Music
Here Comes a Regular
Tommy Stinson
Last month marked the second anniversary of the horrific earthquake that devastated Haiti. It’s difficult to believe two full years have passed since the disaster that killed an estimated 316,000 people and leveled nearly 280,000 buildings. It seems like it was only a shocked heartbeat ago we were glued to our TVs in disbelief at the scope of the tragedy. Time does have a way of surprising us. It may also be surprising to learn there’s a line that links the beleaguered Caribbean nation with the frozen climes of the Minneapolis punk scene, runs through three of the biggest American bands of the last 30 years, and finishes in Hudson. The line, as it were, is Tommy Stinson, current bassist of Guns N’ Roses and Soul Asylum and formerly of the Replacements, as well as a talented solo artist in his own right.

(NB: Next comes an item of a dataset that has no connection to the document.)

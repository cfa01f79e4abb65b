pub mod content_item;
pub mod settings;
pub mod status;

Having seen the heartbreaking news reports, Stinson visited Haiti the summer after the tragedy and learned about Timkatec Schools, a Port-au-Prince institution for homeless children founded by Father Joseph Simon in 2002. Moved by the 82-year-old priest’s continued efforts in the wake of the catastrophe to house and provide vocational training for the epidemic numbers of orphans, the rocker sponsored a fall 2010 charity auction that raised nearly $50,000 in assistance, and he remains committed to helping the facility. “When Tommy contacted us out of the blue wanting to help I told him if he really wanted to understand the situation [in Haiti] he should come see it for himself—not thinking he’d really do it,” says Patrick O’Shea, who founded the schools’ parent organization, the Friends of Timkatec. “With the relief efforts we’ve met a lot of people with good intentions who never follow through. But Tommy came down right away, and I could see he was emotionally impacted by it all. He’s done everything he said he was going to do, and more.” “I guess I was kinda feeling like I wanted to give something back,” Stinson says. “I’ve had a pretty good run in life.”

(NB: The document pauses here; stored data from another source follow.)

//! In-process stores with the same claim semantics as Postgres.
//!
//! Every operation runs under one mutex, which makes each claim a
//! compare-and-set exactly like the conditional `UPDATE` statements. Used
//! by tests and by local runs without a database.

use std::collections::BTreeMap;
use std::sync::{Mutex, MutexGuard};

use async_trait::async_trait;
use chrono::Utc;
use rivalwatch_core::analysis::AnalysisResult;
use rivalwatch_core::settings::AnalysisSettings;
use rivalwatch_core::types::DbId;
use rivalwatch_db::models::content_item::{AnalysisStats, ContentItem, JobState, NewContentItem};
use rivalwatch_db::models::status::AnalysisStatus;

use super::{JobStore, SettingsStore};

#[derive(Default)]
struct Queue {
    items: BTreeMap<DbId, ContentItem>,
    next_id: DbId,
}

impl Queue {
    fn mark_claimed(item: &mut ContentItem) {
        let now = Utc::now();
        item.status_id = Some(AnalysisStatus::InProgress.id());
        item.claimed_at = Some(now);
        item.content_type = None;
        item.related_entities = None;
        item.summary = None;
        item.analyzed_at = None;
        item.error_message = None;
        item.updated_at = now;
    }

    fn in_progress_mut(&mut self, id: DbId) -> Option<&mut ContentItem> {
        self.items
            .get_mut(&id)
            .filter(|item| item.status() == Some(AnalysisStatus::InProgress))
    }
}

/// Queue held in memory.
#[derive(Default)]
pub struct MemoryJobStore {
    queue: Mutex<Queue>,
}

impl MemoryJobStore {
    pub fn new() -> Self {
        Self::default()
    }

    fn lock(&self) -> MutexGuard<'_, Queue> {
        // No mutation leaves the queue half-updated, so poisoning is ignored.
        self.queue.lock().unwrap_or_else(|poisoned| poisoned.into_inner())
    }

    /// Insert a new pending item.
    pub fn enqueue(&self, input: NewContentItem) -> ContentItem {
        let mut queue = self.lock();
        queue.next_id += 1;
        let now = Utc::now();
        let item = ContentItem {
            id: queue.next_id,
            link: input.link,
            body: input.body,
            media_urls: input.media_urls,
            analysis_kind: input.analysis_kind.id(),
            status_id: Some(AnalysisStatus::Pending.id()),
            content_type: None,
            related_entities: None,
            summary: None,
            error_message: None,
            claimed_at: None,
            analyzed_at: None,
            created_at: now,
            updated_at: now,
        };
        queue.items.insert(item.id, item.clone());
        item
    }

    /// Snapshot of every item, ordered by ID.
    pub fn items(&self) -> Vec<ContentItem> {
        self.lock().items.values().cloned().collect()
    }

    pub fn get(&self, id: DbId) -> Option<ContentItem> {
        self.lock().items.get(&id).cloned()
    }
}

#[async_trait]
impl JobStore for MemoryJobStore {
    async fn claim_next(&self) -> Result<Option<ContentItem>, sqlx::Error> {
        let mut queue = self.lock();
        let next = queue
            .items
            .values()
            .filter(|item| item.state() == JobState::Pending)
            .min_by_key(|item| (item.created_at, item.id))
            .map(|item| item.id);

        Ok(next.and_then(|id| {
            let item = queue.items.get_mut(&id)?;
            Queue::mark_claimed(item);
            Some(item.clone())
        }))
    }

    async fn claim_by_id(&self, id: DbId) -> Result<Option<ContentItem>, sqlx::Error> {
        let mut queue = self.lock();
        Ok(queue.items.get_mut(&id).and_then(|item| {
            if item.usable_link().is_none() || item.status() == Some(AnalysisStatus::InProgress) {
                return None;
            }
            Queue::mark_claimed(item);
            Some(item.clone())
        }))
    }

    async fn find_by_id(&self, id: DbId) -> Result<Option<ContentItem>, sqlx::Error> {
        Ok(self.get(id))
    }

    async fn count_in_progress(&self) -> Result<i64, sqlx::Error> {
        let queue = self.lock();
        let count = queue
            .items
            .values()
            .filter(|item| item.status() == Some(AnalysisStatus::InProgress))
            .count();
        Ok(count as i64)
    }

    async fn has_pending(&self) -> Result<bool, sqlx::Error> {
        let queue = self.lock();
        Ok(queue.items.values().any(|item| item.state() == JobState::Pending))
    }

    async fn complete(&self, id: DbId, result: &AnalysisResult) -> Result<bool, sqlx::Error> {
        let mut queue = self.lock();
        let Some(item) = queue.in_progress_mut(id) else {
            return Ok(false);
        };
        let now = Utc::now();
        item.status_id = None;
        item.content_type = result.content_type.clone();
        item.related_entities = result.related_entities.clone();
        item.summary = Some(result.summary.clone());
        item.error_message = None;
        item.analyzed_at = Some(now);
        item.updated_at = now;
        Ok(true)
    }

    async fn fail(&self, id: DbId, error: &str) -> Result<bool, sqlx::Error> {
        let mut queue = self.lock();
        let Some(item) = queue.in_progress_mut(id) else {
            return Ok(false);
        };
        item.status_id = Some(AnalysisStatus::Failed.id());
        item.error_message = Some(error.to_string());
        item.updated_at = Utc::now();
        Ok(true)
    }

    async fn requeue(&self, from: AnalysisStatus) -> Result<u64, sqlx::Error> {
        let mut queue = self.lock();
        let now = Utc::now();
        let mut affected = 0;
        for item in queue.items.values_mut().filter(|item| item.status() == Some(from)) {
            item.status_id = Some(AnalysisStatus::Pending.id());
            item.error_message = None;
            item.claimed_at = None;
            item.updated_at = now;
            affected += 1;
        }
        Ok(affected)
    }

    async fn stats(&self) -> Result<AnalysisStats, sqlx::Error> {
        let queue = self.lock();
        let mut stats = AnalysisStats::default();
        for item in queue.items.values() {
            stats.total += 1;
            match item.state() {
                JobState::Pending => stats.pending += 1,
                JobState::InProgress => stats.in_progress += 1,
                JobState::Failed => stats.failed += 1,
                JobState::NoContent => stats.no_content += 1,
                JobState::Analyzed => stats.analyzed += 1,
                JobState::Idle => {}
            }
        }
        Ok(stats)
    }

    async fn ping(&self) -> Result<(), sqlx::Error> {
        Ok(())
    }
}

/// Settings held in memory.
#[derive(Default)]
pub struct MemorySettingsStore {
    settings: Mutex<AnalysisSettings>,
}

impl MemorySettingsStore {
    pub fn new(settings: AnalysisSettings) -> Self {
        Self {
            settings: Mutex::new(settings),
        }
    }

    fn lock(&self) -> MutexGuard<'_, AnalysisSettings> {
        self.settings.lock().unwrap_or_else(|poisoned| poisoned.into_inner())
    }
}

#[async_trait]
impl SettingsStore for MemorySettingsStore {
    async fn load(&self) -> Result<AnalysisSettings, sqlx::Error> {
        Ok(self.lock().clone())
    }

    async fn save(&self, settings: &AnalysisSettings) -> Result<AnalysisSettings, sqlx::Error> {
        let mut current = self.lock();
        *current = settings.clone();
        Ok(current.clone())
    }
}

#[cfg(test)]
mod tests {
    use rivalwatch_core::analysis::AnalysisKind;

    use super::*;

    fn new_item(link: Option<&str>) -> NewContentItem {
        NewContentItem {
            link: link.map(String::from),
            body: None,
            media_urls: Vec::new(),
            analysis_kind: AnalysisKind::Summary,
        }
    }

    #[tokio::test]
    async fn claim_next_skips_items_without_link() {
        let store = MemoryJobStore::new();
        store.enqueue(new_item(Some("  ")));
        let linked = store.enqueue(new_item(Some("https://a")));

        let claimed = store.claim_next().await.unwrap().unwrap();
        assert_eq!(claimed.id, linked.id);
        assert!(store.claim_next().await.unwrap().is_none());
    }

    #[tokio::test]
    async fn claim_by_id_rejects_in_progress() {
        let store = MemoryJobStore::new();
        let item = store.enqueue(new_item(Some("https://a")));

        assert!(store.claim_by_id(item.id).await.unwrap().is_some());
        assert!(store.claim_by_id(item.id).await.unwrap().is_none());
    }

    #[tokio::test]
    async fn terminal_writes_require_in_progress() {
        let store = MemoryJobStore::new();
        let item = store.enqueue(new_item(Some("https://a")));

        assert!(!store.fail(item.id, "boom").await.unwrap());
        store.claim_next().await.unwrap();
        assert!(store.fail(item.id, "boom").await.unwrap());
        assert!(!store.fail(item.id, "again").await.unwrap());
        assert_eq!(store.get(item.id).unwrap().error_message.as_deref(), Some("boom"));
    }

    #[tokio::test]
    async fn stats_bucket_each_item_once() {
        let store = MemoryJobStore::new();
        store.enqueue(new_item(None));
        store.enqueue(new_item(Some("https://a")));
        let b = store.enqueue(new_item(Some("https://b")));
        store.claim_by_id(b.id).await.unwrap();

        let stats = store.stats().await.unwrap();
        assert_eq!(stats.no_content, 1);
        assert_eq!(stats.in_progress, 1);
        assert_eq!(stats.pending, 1);
        assert_eq!(stats.total, 3);
    }
}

Tommy Stinson has literally grown up playing rock ’n’ roll. In 1979, not long after he’d picked up the bass at age 11, he took to jamming on classic rock tunes in the basement of his mother’s South Minneapolis house with his older, guitar-playing brother, Bob Stinson, and drummer Chris Mars. One day, a would-be singer and guitarist named Paul Westerberg was waiting outside the Stinson house for the bus that took him to his janitorial job at underwear maker Munsingwear. Westerberg heard the trio and knocked on the basement door. He immediately talked his way in and helped steer the band, then named Dogbreath, away from the Yes covers the Stinsons and Mars had been playing and into the rootsy punk rock songs he’d been writing. After one gig as the Impediments, the quartet changed its name to the Replacements and became the terrors of the local scene, early on establishing the trashy, falling-apart-drunk live reputation that became their calling card.

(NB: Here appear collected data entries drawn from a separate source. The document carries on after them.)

//! Batch dispatcher.
//!
//! One [`Dispatcher::dispatch`] call runs a cheap synchronous pre-check
//! (enabled flag, global concurrency ceiling, queue non-empty) and, when it
//! passes, detaches a batch loop that claims up to `batch_size` items
//! spaced `launch_interval` apart. Each claim is handed to an
//! [`AnalysisWorker`] on its own task and is never awaited by the loop.
//!
//! Nothing here is serialized between callers: overlapping dispatches are
//! safe because every claim is atomic in the store. The ceiling is a soft
//! bound; racing loops may overshoot it by at most one batch each.

use std::sync::Arc;
use std::time::Duration;

use rivalwatch_core::types::DbId;
use serde::Serialize;
use tokio::task::JoinHandle;
use tokio_util::task::TaskTracker;

use crate::store::{JobStore, SettingsStore};
use crate::worker::{AnalysisWorker, JobOutcome};

/// Default ceiling on concurrently in-progress items.
pub const DEFAULT_MAX_CONCURRENT: i64 = 20;
/// Default number of claims per batch.
pub const DEFAULT_BATCH_SIZE: usize = 5;
/// Default spacing between successive launches in a batch.
pub const DEFAULT_LAUNCH_INTERVAL: Duration = Duration::from_millis(2_000);

/// Throughput limits for the batch loop.
#[derive(Debug, Clone, Copy, PartialEq, Eq)]
pub struct DispatchLimits {
    pub max_concurrent: i64,
    pub batch_size: usize,
    pub launch_interval: Duration,
}

impl Default for DispatchLimits {
    fn default() -> Self {
        Self {
            max_concurrent: DEFAULT_MAX_CONCURRENT,
            batch_size: DEFAULT_BATCH_SIZE,
            launch_interval: DEFAULT_LAUNCH_INTERVAL,
        }
    }
}

/// Result of a dispatch request, decided before any claim happens.
#[derive(Debug, Clone, PartialEq, Eq, Serialize)]
#[serde(tag = "outcome", rename_all = "snake_case")]
pub enum DispatchOutcome {
    /// Analysis is switched off in settings.
    Disabled,
    /// The in-progress count is already at the ceiling.
    CeilingReached { current_count: i64 },
    /// No claimable item exists.
    NothingPending,
    /// A batch loop was started.
    Accepted {
        batch_size: usize,
        current_in_progress: i64,
        ceiling: i64,
    },
    /// The pre-check could not read the store.
    Unavailable { message: String },
}

/// Why a batch loop stopped.
#[derive(Debug, Clone, Copy, PartialEq, Eq)]
pub enum BatchStop {
    /// All `batch_size` iterations ran.
    Completed,
    /// The ceiling was reached mid-batch.
    CeilingReached,
    /// A claim returned nothing.
    QueueEmpty,
}

/// What one batch loop did.
#[derive(Debug, Clone, PartialEq, Eq)]
pub struct BatchReport {
    /// IDs handed to workers, in launch order.
    pub launched: Vec<DbId>,
    pub stop: BatchStop,
}

/// Starts batch loops and owns the tasks they spawn.
pub struct Dispatcher {
    store: Arc<dyn JobStore>,
    settings: Arc<dyn SettingsStore>,
    worker: Arc<AnalysisWorker>,
    limits: DispatchLimits,
    tasks: TaskTracker,
}

impl Dispatcher {
    pub fn new(
        store: Arc<dyn JobStore>,
        settings: Arc<dyn SettingsStore>,
        worker: Arc<AnalysisWorker>,
        limits: DispatchLimits,
    ) -> Self {
        Self {
            store,
            settings,
            worker,
            limits,
            tasks: TaskTracker::new(),
        }
    }

    pub fn limits(&self) -> DispatchLimits {
        self.limits
    }

    /// Run the pre-check and, if it passes, start a batch loop in the
    /// background. Returns as soon as the outcome is known.
    pub async fn dispatch(&self) -> DispatchOutcome {
        self.start().await.0
    }

    /// Like [`Dispatcher::dispatch`], also returning the batch loop handle
    /// when one was started.
    pub async fn start(&self) -> (DispatchOutcome, Option<JoinHandle<BatchReport>>) {
        let outcome = self.precheck().await;
        if !matches!(outcome, DispatchOutcome::Accepted { .. }) {
            tracing::debug!(?outcome, "Dispatch declined");
            return (outcome, None);
        }

        tracing::info!(?outcome, "Dispatch accepted");
        let batch = BatchLoop {
            store: Arc::clone(&self.store),
            worker: Arc::clone(&self.worker),
            limits: self.limits,
            tasks: self.tasks.clone(),
        };
        let handle = self.tasks.spawn(batch.run());
        (outcome, Some(handle))
    }

    async fn precheck(&self) -> DispatchOutcome {
        match self.settings.load().await {
            Ok(settings) if !settings.enabled => return DispatchOutcome::Disabled,
            Ok(_) => {}
            Err(e) => return unavailable("load settings", e),
        }

        let current = match self.store.count_in_progress().await {
            Ok(count) => count,
            Err(e) => return unavailable("count in-progress jobs", e),
        };
        if current >= self.limits.max_concurrent {
            return DispatchOutcome::CeilingReached {
                current_count: current,
            };
        }

        if self.limits.batch_size == 0 {
            return DispatchOutcome::NothingPending;
        }

        match self.store.has_pending().await {
            Ok(true) => DispatchOutcome::Accepted {
                batch_size: self.limits.batch_size,
                current_in_progress: current,
                ceiling: self.limits.max_concurrent,
            },
            Ok(false) => DispatchOutcome::NothingPending,
            Err(e) => unavailable("check pending jobs", e),
        }
    }

    /// Wait up to `timeout` for every batch loop and worker to finish.
    /// Returns `false` on timeout.
    pub async fn drain(&self, timeout: Duration) -> bool {
        self.tasks.close();
        let remaining = self.tasks.len();
        if remaining > 0 {
            tracing::info!(remaining, "Waiting for analysis tasks to finish");
        }
        tokio::time::timeout(timeout, self.tasks.wait()).await.is_ok()
    }

    /// Number of batch loops and workers still running.
    pub fn active_tasks(&self) -> usize {
        self.tasks.len()
    }
}

fn unavailable(action: &str, error: sqlx::Error) -> DispatchOutcome {
    tracing::error!(error = %error, "Dispatch pre-check failed to {action}");
    DispatchOutcome::Unavailable {
        message: format!("failed to {action}: {error}"),
    }
}

/// One detached batch: claim, launch, wait, repeat.
struct BatchLoop {
    store: Arc<dyn JobStore>,
    worker: Arc<AnalysisWorker>,
    limits: DispatchLimits,
    tasks: TaskTracker,
}

impl BatchLoop {
    async fn run(self) -> BatchReport {
        let mut launched = Vec::new();
        let mut stop = BatchStop::Completed;

        for iteration in 0..self.limits.batch_size {
            if iteration > 0 {
                tokio::time::sleep(self.limits.launch_interval).await;
            }

            match self.store.count_in_progress().await {
                Ok(count) if count >= self.limits.max_concurrent => {
                    tracing::info!(count, ceiling = self.limits.max_concurrent, "Ceiling reached mid-batch");
                    stop = BatchStop::CeilingReached;
                    break;
                }
                Ok(_) => {}
                Err(e) => {
                    tracing::error!(error = %e, iteration, "Failed to count in-progress jobs");
                    continue;
                }
            }

            let job = match self.store.claim_next().await {
                Ok(Some(job)) => job,
                Ok(None) => {
                    stop = BatchStop::QueueEmpty;
                    break;
                }
                Err(e) => {
                    tracing::error!(error = %e, iteration, "Failed to claim next job");
                    continue;
                }
            };

            let job_id = job.id;
            tracing::info!(job_id, iteration, "Job claimed, launching worker");
            launched.push(job_id);

            let worker = Arc::clone(&self.worker);
            self.tasks.spawn(async move {
                if let JobOutcome::Failed { error } = worker.run(job).await {
                    tracing::debug!(job_id, error = %error, "Worker finished with failure");
                }
            });
        }

        tracing::info!(launched = launched.len(), ?stop, "Batch loop finished");
        BatchReport { launched, stop }
    }
}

“They were pretty wild, and it was clear even then that Tommy was a great punk rock bass player,” says Phoenicia’s Steve Almaas, bassist of Minneapolis punk godfathers the Suicide Commandos. “It was also quite striking to see someone as young as him on stage. [Replacements manager] Peter Jesperson actually had to sign on as his guardian when they started touring.” “Our mom was single and I’d been arrested three times by the time I was 11, for shoplifting and stuff like that,” Stinson recalls. “She was really supportive of the band because it kept me out of trouble. Plus, Bob was there to watch out for me.” The group signed with local label
Twin/Tone and released two slabs of hoarse, clattering, Faces/Johnny Thunders-derived garage rock—Sorry Ma,
Forgot to Take Out the Trash (1981) and Stink (1982)—at the height of the tradition-rejecting hardcore explosion. “We loved hardcore and we played with a lot of those bands,” says Stinson. “But we didn’t really fit in with them.”
Indeed, it was Westerberg’s way with a hook that would set the Replacements apart from their less tuneful peers. An asset that became more apparent with 1983’s Hootenanny and reached its full flower with the following year’s Let It Be (both Twin/Tone Records), the singer’s astonishing skills as a melodic pop songwriter soon saw the band top the best-of lists of prominent critics. It also attracted the undying respect of compatriot alternative acts like R.E.M., whose Peter Buck played on Let It Be, a landmark now hailed as one of rock’s most influential albums.